Potentially, they can also lead to lower levels of global growth as companies make investments in places and in types of production that they would not make absent these mercantilist policies.
New domestic policies
In this way, they don’t believe that efforts to put in place robust innovation policies is “industrial policy” or any effort to fight unfair trade practices is protectionism.
This is why people who subscribe to innovation economics advocate international efforts to move the global trading system away from national economic policies that promote exports in a beggar-thy-neighbor fashion (as is currently the case today in most nations) and toward policies that support domestic innovation and productivity.

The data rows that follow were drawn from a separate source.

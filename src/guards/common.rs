//! Common Guards
//!
//! Generic predicates over untrusted JSON values. Every guard is total: it
//! never panics and answers `false` for any shape it does not recognize.

use std::any::Any;
use std::sync::OnceLock;

use chrono::{DateTime, FixedOffset, Local, NaiveDate, NaiveDateTime, Utc};
use regex::Regex;
use serde_json::Value;

/// Check if value is defined (not null)
pub fn is_defined(value: &Value) -> bool {
    !value.is_null()
}

/// Check if value is null
pub fn is_nullish(value: &Value) -> bool {
    value.is_null()
}

/// Check if value is a string
pub fn is_string(value: &Value) -> bool {
    value.is_string()
}

/// Check if value is a string with non-whitespace content
pub fn is_non_empty_string(value: &Value) -> bool {
    value.as_str().is_some_and(|s| !s.trim().is_empty())
}

/// Check if value is a number.
///
/// JSON cannot carry NaN, so every JSON number passes.
pub fn is_number(value: &Value) -> bool {
    value.as_f64().is_some_and(|n| !n.is_nan())
}

/// Check if value is a number greater than zero
pub fn is_positive_number(value: &Value) -> bool {
    value.as_f64().is_some_and(|n| n > 0.0)
}

/// Check if value is a whole number
pub fn is_integer(value: &Value) -> bool {
    if value.is_i64() || value.is_u64() {
        return true;
    }
    value.as_f64().is_some_and(|n| n.is_finite() && n.fract() == 0.0)
}

/// Check if value is a boolean
pub fn is_boolean(value: &Value) -> bool {
    value.is_boolean()
}

/// Check if value is an array
pub fn is_array(value: &Value) -> bool {
    value.is_array()
}

/// Check if value is an array with at least one item
pub fn is_non_empty_array(value: &Value) -> bool {
    value.as_array().is_some_and(|items| !items.is_empty())
}

/// Check if value is an object (excluding null and arrays)
pub fn is_object(value: &Value) -> bool {
    value.is_object()
}

/// Check if value is a plain object.
///
/// JSON objects carry no prototype, so this matches [`is_object`].
pub fn is_plain_object(value: &Value) -> bool {
    is_object(value)
}

/// Check if a runtime value is a chrono date or datetime
pub fn is_date(value: &dyn Any) -> bool {
    value.is::<DateTime<Utc>>()
        || value.is::<DateTime<Local>>()
        || value.is::<DateTime<FixedOffset>>()
        || value.is::<NaiveDateTime>()
        || value.is::<NaiveDate>()
}

/// Check if value is a string that parses as a date
pub fn is_date_string(value: &Value) -> bool {
    let Some(s) = value.as_str() else {
        return false;
    };
    let s = s.trim();
    DateTime::parse_from_rfc3339(s).is_ok()
        || DateTime::parse_from_rfc2822(s).is_ok()
        || NaiveDateTime::parse_from_str(s, "%Y-%m-%dT%H:%M:%S%.f").is_ok()
        || NaiveDateTime::parse_from_str(s, "%Y-%m-%d %H:%M:%S").is_ok()
        || NaiveDate::parse_from_str(s, "%Y-%m-%d").is_ok()
        || NaiveDate::parse_from_str(s, "%m/%d/%Y").is_ok()
}

/// Check if object has a specific property
pub fn has_property(value: &Value, key: &str) -> bool {
    value.as_object().is_some_and(|map| map.contains_key(key))
}

/// Check if object has all specified properties
pub fn has_properties(value: &Value, keys: &[&str]) -> bool {
    value
        .as_object()
        .is_some_and(|map| keys.iter().all(|key| map.contains_key(*key)))
}

/// Check if value is one of the given string variants
pub fn is_enum_value(value: &Value, variants: &[&str]) -> bool {
    value.as_str().is_some_and(|s| variants.contains(&s))
}

fn cached(cell: &'static OnceLock<Option<Regex>>, pattern: &str) -> Option<&'static Regex> {
    cell.get_or_init(|| Regex::new(pattern).ok()).as_ref()
}

fn matches(cell: &'static OnceLock<Option<Regex>>, pattern: &str, value: &Value) -> bool {
    match (value.as_str(), cached(cell, pattern)) {
        (Some(s), Some(re)) => re.is_match(s),
        _ => false,
    }
}

static UUID_RE: OnceLock<Option<Regex>> = OnceLock::new();
static EMAIL_RE: OnceLock<Option<Regex>> = OnceLock::new();
static PHONE_RE: OnceLock<Option<Regex>> = OnceLock::new();

/// Check if value is a hyphenated UUID (case-insensitive)
pub fn is_uuid(value: &Value) -> bool {
    matches(
        &UUID_RE,
        r"(?i)^[0-9a-f]{8}-[0-9a-f]{4}-[0-9a-f]{4}-[0-9a-f]{4}-[0-9a-f]{12}$",
        value,
    )
}

/// Check if value looks like an email address
pub fn is_email(value: &Value) -> bool {
    matches(&EMAIL_RE, r"^[^\s@]+@[^\s@]+\.[^\s@]+$", value)
}

/// Check if value parses as an absolute URL
pub fn is_url(value: &Value) -> bool {
    value.as_str().is_some_and(|s| url::Url::parse(s).is_ok())
}

/// Check if value looks like a phone number (basic check)
pub fn is_phone_number(value: &Value) -> bool {
    matches(
        &PHONE_RE,
        r"^[+]?[(]?[0-9]{1,4}[)]?[-\s.]?[(]?[0-9]{1,4}[)]?[-\s.]?[0-9]{1,9}$",
        value,
    )
}

#[cfg(test)]
mod tests {
    use super::*;
    use serde_json::json;

    #[test]
    fn test_defined_and_nullish() {
        assert!(is_defined(&json!(0)));
        assert!(is_defined(&json!(false)));
        assert!(!is_defined(&Value::Null));
        assert!(is_nullish(&Value::Null));
        assert!(!is_nullish(&json!("")));
    }

    #[test]
    fn test_non_empty_array() {
        assert!(is_non_empty_array(&json!([0])));
        assert!(!is_non_empty_array(&json!([])));
        assert!(!is_non_empty_array(&json!({"0": 1})));
    }

    #[test]
    fn test_non_empty_string_trims() {
        assert!(is_non_empty_string(&json!("deal")));
        assert!(!is_non_empty_string(&json!("   ")));
        assert!(!is_non_empty_string(&json!(3)));
    }

    #[test]
    fn test_numbers() {
        assert!(is_number(&json!(0)));
        assert!(is_number(&json!(-2.5)));
        assert!(!is_number(&json!("2")));
        assert!(is_integer(&json!(4)));
        assert!(is_integer(&json!(4.0)));
        assert!(!is_integer(&json!(4.2)));
        assert!(is_positive_number(&json!(0.1)));
        assert!(!is_positive_number(&json!(0)));
    }

    #[test]
    fn test_object_excludes_null_and_arrays() {
        assert!(is_object(&json!({})));
        assert!(is_plain_object(&json!({"a": 1})));
        assert!(!is_object(&json!(null)));
        assert!(!is_object(&json!([])));
    }

    #[test]
    fn test_has_property() {
        let value = json!({"data": null, "success": true});
        assert!(has_property(&value, "data"));
        assert!(!has_property(&value, "error"));
        assert!(!has_property(&json!(["data"]), "data"));
        assert!(has_properties(&value, &["data", "success"]));
        assert!(!has_properties(&value, &["data", "error"]));
    }

    #[test]
    fn test_uuid_and_email_reject_non_strings() {
        for value in [json!(""), json!(null), json!(42), json!({})] {
            assert!(!is_uuid(&value));
            assert!(!is_email(&value));
        }
        assert!(is_uuid(&json!("123E4567-e89b-12d3-a456-426614174000")));
        assert!(!is_uuid(&json!("123e4567e89b12d3a456426614174000")));
        assert!(is_email(&json!("agent@example.com")));
        assert!(!is_email(&json!("agent@example")));
        assert!(!is_email(&json!("two words@example.com")));
    }

    #[test]
    fn test_url_never_fails() {
        assert!(is_url(&json!("https://example.com/listing?id=4")));
        assert!(!is_url(&json!("example.com")));
        assert!(!is_url(&json!("http://[::1")));
        assert!(!is_url(&json!(7)));
    }

    #[test]
    fn test_phone_number() {
        assert!(is_phone_number(&json!("(555) 123-4567")));
        assert!(is_phone_number(&json!("+15551234567")));
        assert!(is_phone_number(&json!("555.123.4567")));
        assert!(!is_phone_number(&json!("call me")));
        assert!(!is_phone_number(&json!("")));
    }

    #[test]
    fn test_dates() {
        assert!(is_date(&Utc::now()));
        let leap_day = NaiveDate::from_ymd_opt(2024, 2, 29).expect("valid date");
        assert!(is_date(&leap_day));
        assert!(!is_date(&Some(leap_day)));
        assert!(!is_date(&"2024-02-29"));
        assert!(is_date_string(&json!("2024-02-29")));
        assert!(is_date_string(&json!("2024-03-01T10:00:00Z")));
        assert!(is_date_string(&json!("03/15/2024")));
        assert!(!is_date_string(&json!("2023-02-29")));
        assert!(!is_date_string(&json!("soon")));
    }

    #[test]
    fn test_enum_value() {
        let statuses = ["Pre-contract", "Under Contract", "Closed"];
        assert!(is_enum_value(&json!("Closed"), &statuses));
        assert!(!is_enum_value(&json!("closed"), &statuses));
        assert!(!is_enum_value(&json!(1), &statuses));
    }
}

Like neo-Keynesians and liberal neoclassicalists, innovation economists do favor policies to help workers and communities adjust to trade-related dislocations. However, they would generally oppose policies to protect domestic companies from legitimate impacts from trade (as opposed to protecting them from the impacts of foreign mercantilist policies).
Finally, innovation economists argue that for trade to be effective, it must be complemented with domestic innovation policies to help the economy move up the value chain and take advantage of global economic opportunities and respond to global challenges.
For unlike neoclassical economists who believe that trade simply allows nations’ competitive advantage to be “revealed,” innovation economists believe that competitive advantage has to be created and continually sustained.
In the 21st century global economy, innovation and knowledge are the most important factors driving economic growth.
The U.S. government — indeed any government of an industrialized country — can no longer view its role in the economy as driving capital accumulation and ensuring the more efficient allocation of scarce economic resources (as conservative and liberal neoclassical economists advocate) or simply redistributing resources to the needy (or even the middle class), as neo-Keynesians advocate.
To effectively foster an innovation economics agenda, Washington policymakers must understand the limitations of today’s prevailing economic doctrines and appreciate the opportunities of the emerging doctrine of innovation economics.
In addition, Washington policymakers must embrace an innovation economics agenda that puts spurring organizational innovation and productivity at the center of U.S. economic policy.
For unless the current playbook of economic doctrines changes, the plays available to U.S. policymakers will remain the same. Given the new challenges facing the U.S. economy, we need both new plays and a new playbook.
Editor’s Note: Read Part I here.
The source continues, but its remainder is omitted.